> _PROBLEM DETAILS_: Only one span of the listing below should come back. It runs from the line with "not exist → Ok" through the line with "io::stdout().flush().ok();", and each of its lines must be reproduced exactly.

> _GIVEN ENTRIES_:

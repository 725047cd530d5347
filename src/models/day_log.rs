use super::time_block::TimeBlock;
use std::collections::BTreeMap;

/// Day key (`D/M/Y`) → blocks in insertion order.
///
/// The map is ordered by the raw key string, which is NOT chronological;
/// use `utils::date::sorted_day_keys` when order matters.
pub type DayLog = BTreeMap<String, Vec<TimeBlock>>;
// src/export/fs_utils.rs

use crate::errors::{AppError, AppResult};
use crate::ui::messages::{info, warning};
use std::io::{self, Write};
use std::path::Path;

/// Check whether a file may be created or overwritten.
///
/// - file does not exist → Ok
/// - file exists and `force` is set → Ok
/// - file exists and `force == false` → ask the user.
pub(crate) fn ensure_writable(path: &Path, force: bool) -> AppResult<()> {
    if !path.exists() || force {
        return Ok(());
    }

    warning(format!("The file '{}' already exists.", path.display()));

    print!("Overwrite? [y/N]: ");
    io::stdout().flush().ok();

    let mut answer = String::new();
    io::stdin().read_line(&mut answer)?;
    let ans = answer.trim().to_ascii_lowercase();

    if ans == "y" || ans == "yes" {
        info("Existing file will be overwritten.");
        Ok(())
    } else {
        Err(AppError::Export(
            "export cancelled: existing file not overwritten".into(),
        ))
    }
}

/// Create the parent directory of `path` when missing.
pub(crate) fn ensure_parent(path: &Path) -> AppResult<()> {
    if let Some(parent) = path.parent()
        && !parent.as_os_str().is_empty()
    {
        std::fs::create_dir_all(parent)?;
    }
    Ok(())
}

> _ANSWER FOR THE TASK_:
/// - file does not exist → Ok
/// - file exists and `force` is set → Ok
/// - file exists and `force == false` → ask the user.
pub(crate) fn ensure_writable(path: &Path, force: bool) -> AppResult<()> {
    if !path.exists() || force {
        return Ok(());
    }

    warning(format!("The file '{}' already exists.", path.display()));

    print!("Overwrite? [y/N]: ");
    io::stdout().flush().ok();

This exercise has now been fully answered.